Air carrier Captain reported experiencing fumes in the cockpit on departure; resulting in the flight diverting to the nearest airport where they landed safely.
Synopsis
Air carrier Captain reported experiencing fumes in the cockpit on departure; resulting in the flight diverting to the nearest airport where they landed safely.
Narrative
After lengthy taxi and deicing; fumes in cockpit immediately after rotation. Caustic smell was burning our nasal passages and we donned 0xygen masks for entirety of flight. Lost ability to transmit or receive radio comms on hand off to Center due to precipitation static.
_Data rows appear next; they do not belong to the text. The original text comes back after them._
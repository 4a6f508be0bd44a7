mod duration;

use std::num::NonZeroUsize;
use std::path::PathBuf;

use audioseg_core::WavEncoding;
use clap::{builder::ValueParser, value_parser, Arg, ArgAction, Command};

pub use duration::{parse_duration, parse_duration_or_zero};

pub const DEFAULT_MINUTES: &str = "5";
pub const DEFAULT_OVERLAP: &str = "3s";

fn parse_encoding(value: &str) -> Result<WavEncoding, String> {
    value.parse()
}

fn encoding_arg() -> Arg {
    Arg::new("encoding")
        .long("encoding")
        .value_name("ENCODING")
        .help("Sample format of the written WAV files (pcm16 or float32)")
        .default_value("pcm16")
        .value_parser(ValueParser::new(parse_encoding))
}

fn overwrite_arg() -> Arg {
    Arg::new("overwrite")
        .long("overwrite")
        .help("Allow overwriting existing output files")
        .action(ArgAction::SetTrue)
}

fn split_command() -> Command {
    Command::new("split")
        .about("Split a recording into overlapping segments")
        .arg(
            Arg::new("file")
                .short('f')
                .long("file")
                .value_name("FILE")
                .help("Path to the input audio file")
                .required(true)
                .value_parser(value_parser!(PathBuf)),
        )
        .arg(
            Arg::new("minutes")
                .short('m')
                .long("minutes")
                .value_name("MINUTES")
                .help("Length of each segment in minutes")
                .default_value(DEFAULT_MINUTES)
                .value_parser(value_parser!(u64).range(1..)),
        )
        .arg(
            Arg::new("length")
                .short('l')
                .long("length")
                .value_name("DURATION")
                .help("Length of each segment as a duration (e.g. 90s, 2m30s); overrides --minutes")
                .conflicts_with("minutes")
                .value_parser(ValueParser::new(parse_duration)),
        )
        .arg(
            Arg::new("overlap")
                .long("overlap")
                .value_name("DURATION")
                .help("Lead-in each segment shares with the previous one")
                .default_value(DEFAULT_OVERLAP)
                .value_parser(ValueParser::new(parse_duration_or_zero)),
        )
        .arg(
            Arg::new("output")
                .short('o')
                .long("output")
                .value_name("OUTPUT_DIR")
                .help("Directory for the segments [default: <input dir>/split]")
                .value_parser(value_parser!(PathBuf)),
        )
        .arg(
            Arg::new("threads")
                .short('j')
                .long("threads")
                .value_name("N")
                .help("Maximum number of segments processed at once [default: available cores]")
                .value_parser(value_parser!(NonZeroUsize)),
        )
        .arg(
            Arg::new("timeout")
                .long("timeout")
                .value_name("DURATION")
                .help("Give up on a segment that takes longer than this")
                .value_parser(ValueParser::new(parse_duration)),
        )
        .arg(encoding_arg())
        .arg(overwrite_arg())
        .arg(
            Arg::new("fail-fast")
                .long("fail-fast")
                .help("Cancel the remaining segments after the first failure")
                .action(ArgAction::SetTrue),
        )
        .arg(
            Arg::new("dry-run")
                .long("dry-run")
                .help("Preview the generated segments without writing files")
                .action(ArgAction::SetTrue),
        )
}

fn collate_command() -> Command {
    Command::new("collate")
        .about("Concatenate every file in a directory into one recording")
        .arg(
            Arg::new("dir")
                .short('d')
                .long("dir")
                .value_name("DIR")
                .help("Directory whose files are concatenated in path order")
                .required(true)
                .value_parser(value_parser!(PathBuf)),
        )
        .arg(
            Arg::new("output")
                .short('o')
                .long("output")
                .value_name("FILE")
                .help("Path of the concatenated file")
                .required(true)
                .value_parser(value_parser!(PathBuf)),
        )
        .arg(encoding_arg())
        .arg(overwrite_arg())
}

fn mix_command() -> Command {
    Command::new("mix")
        .about("Scale the volume of a recording")
        .arg(
            Arg::new("file")
                .short('f')
                .long("file")
                .value_name("FILE")
                .help("Path to the input audio file")
                .required(true)
                .value_parser(value_parser!(PathBuf)),
        )
        .arg(
            Arg::new("output")
                .short('o')
                .long("output")
                .value_name("FILE")
                .help("Path of the adjusted file")
                .required(true)
                .value_parser(value_parser!(PathBuf)),
        )
        .arg(
            Arg::new("vol")
                .long("vol")
                .value_name("VOLUME")
                .help("Volume change as a power of two (-1 halves, 1 doubles)")
                .default_value("0")
                .allow_negative_numbers(true)
                .value_parser(value_parser!(f64)),
        )
        .arg(encoding_arg())
        .arg(overwrite_arg())
}

pub fn build_cli() -> Command {
    Command::new(env!("CARGO_PKG_NAME"))
        .about("Split recordings into overlapping clips, collate and mix them")
        .version(env!("CARGO_PKG_VERSION"))
        .subcommand_required(true)
        .arg_required_else_help(true)
        .subcommand(split_command())
        .subcommand(collate_command())
        .subcommand(mix_command())
}

#[cfg(test)]
mod tests {
    use super::*;
    use std::time::Duration;

    #[test]
    fn cli_definition_is_consistent() {
        build_cli().debug_assert();
    }

    #[test]
    fn split_defaults() {
        let matches = build_cli()
            .try_get_matches_from(["audioseg", "split", "-f", "talk.mp3"])
            .unwrap();
        let (name, split) = matches.subcommand().unwrap();
        assert_eq!(name, "split");
        assert_eq!(split.get_one::<u64>("minutes"), Some(&5));
        assert_eq!(
            split.get_one::<Duration>("overlap"),
            Some(&Duration::from_secs(3))
        );
        assert_eq!(
            split.get_one::<WavEncoding>("encoding"),
            Some(&WavEncoding::Pcm16)
        );
        assert!(split.get_one::<Duration>("length").is_none());
        assert!(!split.get_flag("dry-run"));
    }

    #[test]
    fn length_conflicts_with_explicit_minutes() {
        let result = build_cli().try_get_matches_from([
            "audioseg", "split", "-f", "a.wav", "-m", "2", "--length", "30s",
        ]);
        assert!(result.is_err());
    }

    #[test]
    fn mix_accepts_negative_volume() {
        let matches = build_cli()
            .try_get_matches_from(["audioseg", "mix", "-f", "a.wav", "-o", "b.wav", "--vol", "-1.5"])
            .unwrap();
        let (_, mix) = matches.subcommand().unwrap();
        assert_eq!(mix.get_one::<f64>("vol"), Some(&-1.5));
    }

    #[test]
    fn rejects_unknown_encoding() {
        let result = build_cli().try_get_matches_from([
            "audioseg", "collate", "-d", "in", "-o", "out.wav", "--encoding", "mp3",
        ]);
        assert!(result.is_err());
    }
}
//! Volume scaling of a single file.

use std::path::PathBuf;

use log::info;

use crate::error::AudioSegError;
use crate::sink::{self, CreateMode, WavEncoding};
use crate::source::{self, AudioFormat, FrameSource};

/// Base of the logarithmic volume scale: each unit doubles or halves the
/// amplitude.
pub const VOLUME_BASE: f64 = 2.0;

#[derive(Clone, Debug)]
pub struct MixConfig {
    pub input: PathBuf,
    pub output_path: PathBuf,
    /// Exponent applied to [`VOLUME_BASE`]; 0 leaves the signal unchanged.
    pub volume: f64,
    pub encoding: WavEncoding,
    pub overwrite: bool,
}

/// Linear gain for a logarithmic `volume`.
pub fn gain_for(volume: f64) -> Result<f32, AudioSegError> {
    if !volume.is_finite() {
        return Err(AudioSegError::InvalidVolume(volume));
    }
    Ok(VOLUME_BASE.powf(volume) as f32)
}

/// Multiplies every sample of the inner source by a fixed gain.
pub struct Volume<S> {
    inner: S,
    gain: f32,
    scratch: Vec<f32>,
}

impl<S> Volume<S> {
    pub fn new(inner: S, gain: f32) -> Self {
        Self {
            inner,
            gain,
            scratch: Vec::new(),
        }
    }
}

impl<S: FrameSource> FrameSource for Volume<S> {
    fn format(&self) -> AudioFormat {
        self.inner.format()
    }

    fn next_chunk(&mut self) -> Result<Option<&[f32]>, AudioSegError> {
        let Some(chunk) = self.inner.next_chunk()? else {
            return Ok(None);
        };
        self.scratch.clear();
        self.scratch.extend(
            chunk
                .iter()
                .map(|sample| (sample * self.gain).clamp(-1.0, 1.0)),
        );
        Ok(Some(&self.scratch))
    }
}

/// Write the input scaled by `2^volume`. Returns the frames written.
pub fn mix(config: &MixConfig) -> Result<u64, AudioSegError> {
    let gain = gain_for(config.volume)?;
    let stream = source::open(&config.input)?;
    let mut scaled = Volume::new(stream, gain);

    let frames = sink::write_wav(
        &config.output_path,
        &mut scaled,
        config.encoding,
        CreateMode::from_overwrite(config.overwrite),
    )?;

    info!(
        "mixed '{}' with gain {gain:.3} into '{}'",
        config.input.display(),
        config.output_path.display()
    );
    Ok(frames)
}
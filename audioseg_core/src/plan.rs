//! Window arithmetic for splitting a stream into overlapping segments.

use std::time::Duration;

use crate::error::AudioSegError;

/// One window of the source that a single worker extracts.
#[derive(Clone, Copy, Debug, PartialEq, Eq, Hash)]
pub struct SegmentPlan {
    /// 1-based position of the segment in the output sequence.
    pub index: u32,
    pub start_frame: u64,
    /// Requested length; the final segment may encode fewer frames.
    pub length_frames: u64,
}

/// Convert `duration` into a frame count at `sample_rate`, rounding up.
pub fn frames_for(duration: Duration, sample_rate: u32) -> u64 {
    let nanos = duration.as_nanos() * u128::from(sample_rate);
    nanos.div_ceil(1_000_000_000).min(u128::from(u64::MAX)) as u64
}

/// Compute the ordered windows covering `total_frames`.
///
/// There are `ceil(total / segment)` windows. Window `i` nominally starts at
/// `(i - 1) * segment_frames` and is pulled back by `overlap_frames`, except
/// that no window starts before frame 0. Every window requests
/// `segment_frames`; the worker truncates the tail.
pub fn plan_windows(
    total_frames: u64,
    segment_frames: u64,
    overlap_frames: u64,
) -> Result<Vec<SegmentPlan>, AudioSegError> {
    if segment_frames == 0 {
        return Err(AudioSegError::InvalidSegmentLength);
    }
    if overlap_frames >= segment_frames {
        return Err(AudioSegError::OverlapExceedsSegment {
            overlap_frames,
            segment_frames,
        });
    }

    let count = total_frames.div_ceil(segment_frames);
    let plans = (0..count)
        .map(|n| SegmentPlan {
            index: (n + 1) as u32,
            start_frame: (n * segment_frames).saturating_sub(overlap_frames),
            length_frames: segment_frames,
        })
        .collect();

    Ok(plans)
}

#[cfg(test)]
mod tests {
    use super::*;

    const RATE: u32 = 44_100;

    fn minutes(m: u64) -> u64 {
        frames_for(Duration::from_secs(m * 60), RATE)
    }

    fn seconds(s: u64) -> u64 {
        frames_for(Duration::from_secs(s), RATE)
    }

    #[test]
    fn twelve_minutes_in_five_minute_windows() {
        let plans = plan_windows(minutes(12), minutes(5), seconds(3)).unwrap();
        assert_eq!(
            plans,
            vec![
                SegmentPlan {
                    index: 1,
                    start_frame: 0,
                    length_frames: minutes(5),
                },
                SegmentPlan {
                    index: 2,
                    start_frame: minutes(5) - seconds(3),
                    length_frames: minutes(5),
                },
                SegmentPlan {
                    index: 3,
                    start_frame: minutes(10) - seconds(3),
                    length_frames: minutes(5),
                },
            ]
        );
    }

    #[test]
    fn short_source_gets_single_window() {
        let plans = plan_windows(minutes(4), minutes(5), seconds(3)).unwrap();
        assert_eq!(plans.len(), 1);
        assert_eq!(plans[0].start_frame, 0);
        assert_eq!(plans[0].length_frames, minutes(5));
    }

    #[test]
    fn exact_multiple_has_no_empty_tail() {
        let plans = plan_windows(300, 100, 10).unwrap();
        assert_eq!(plans.len(), 3);
        assert_eq!(plans[2].start_frame, 190);
    }

    #[test]
    fn count_and_starts_hold_across_inputs() {
        for total in [1u64, 7, 99, 100, 101, 1_000, 12_345] {
            for segment in [1u64, 2, 10, 100, 333] {
                for overlap in [0u64, 1, segment / 2, segment - 1] {
                    if overlap >= segment {
                        continue;
                    }
                    let plans = plan_windows(total, segment, overlap).unwrap();
                    assert_eq!(plans.len() as u64, total.div_ceil(segment));
                    assert_eq!(plans[0].start_frame, 0);
                    for (n, plan) in plans.iter().enumerate() {
                        let nominal = n as u64 * segment;
                        assert_eq!(plan.index as usize, n + 1);
                        assert_eq!(plan.start_frame, nominal.saturating_sub(overlap));
                        assert!(plan.start_frame < total);
                    }
                }
            }
        }
    }

    #[test]
    fn planning_is_deterministic() {
        let first = plan_windows(minutes(61), minutes(5), seconds(3)).unwrap();
        let second = plan_windows(minutes(61), minutes(5), seconds(3)).unwrap();
        assert_eq!(first, second);
    }

    #[test]
    fn rejects_overlap_not_shorter_than_segment() {
        assert!(matches!(
            plan_windows(1_000, 100, 100),
            Err(AudioSegError::OverlapExceedsSegment {
                overlap_frames: 100,
                segment_frames: 100
            })
        ));
        assert!(matches!(
            plan_windows(1_000, 100, 250),
            Err(AudioSegError::OverlapExceedsSegment { .. })
        ));
    }

    #[test]
    fn rejects_zero_segment() {
        assert!(matches!(
            plan_windows(1_000, 0, 0),
            Err(AudioSegError::InvalidSegmentLength)
        ));
    }

    #[test]
    fn frames_round_up() {
        assert_eq!(frames_for(Duration::from_secs(3), 8_000), 24_000);
        assert_eq!(frames_for(Duration::from_millis(1), 44_100), 45);
        assert_eq!(frames_for(Duration::ZERO, 44_100), 0);
    }
}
Received and accepted CPDLC message to climb to FL360. At roughly FL200 we were able to regain comms with ATC and requested decent to 14;000 to troubleshoot the issue and burn more fuel for MLW (Maximum Landing Weight). Unable to contact dispatch via Sat phone after multiple attempts. Requested weather at nearest suitable airports from ATC and requested priory handling . ACARS messaged dispatch that we had fumes in the cockpit; requested priority handling and proceeding to ZZZ. Completed Smoke/Fumes checklist and Overweight Landing checklist. Configured early with flaps and gear to burn more fuel and landed under MLW. Tower advised they hadn't yet plowed the taxiways and to expect to turn off at the end of the runway. There was apparently a controller handoff and on rollout the new controller requested that we exit at the next available taxiway and hold short of taxiway 1. We made a right turn on the next available taxiway; I believe it was 2. The controller then asked why we had turned on that taxiway; saying that the taxiways were closed because they hadn't been plowed yet. We taxied behind a follow me truck to the ramp and after communicating with ARFF (Airport Rescue and Firefighting) shutdown engines.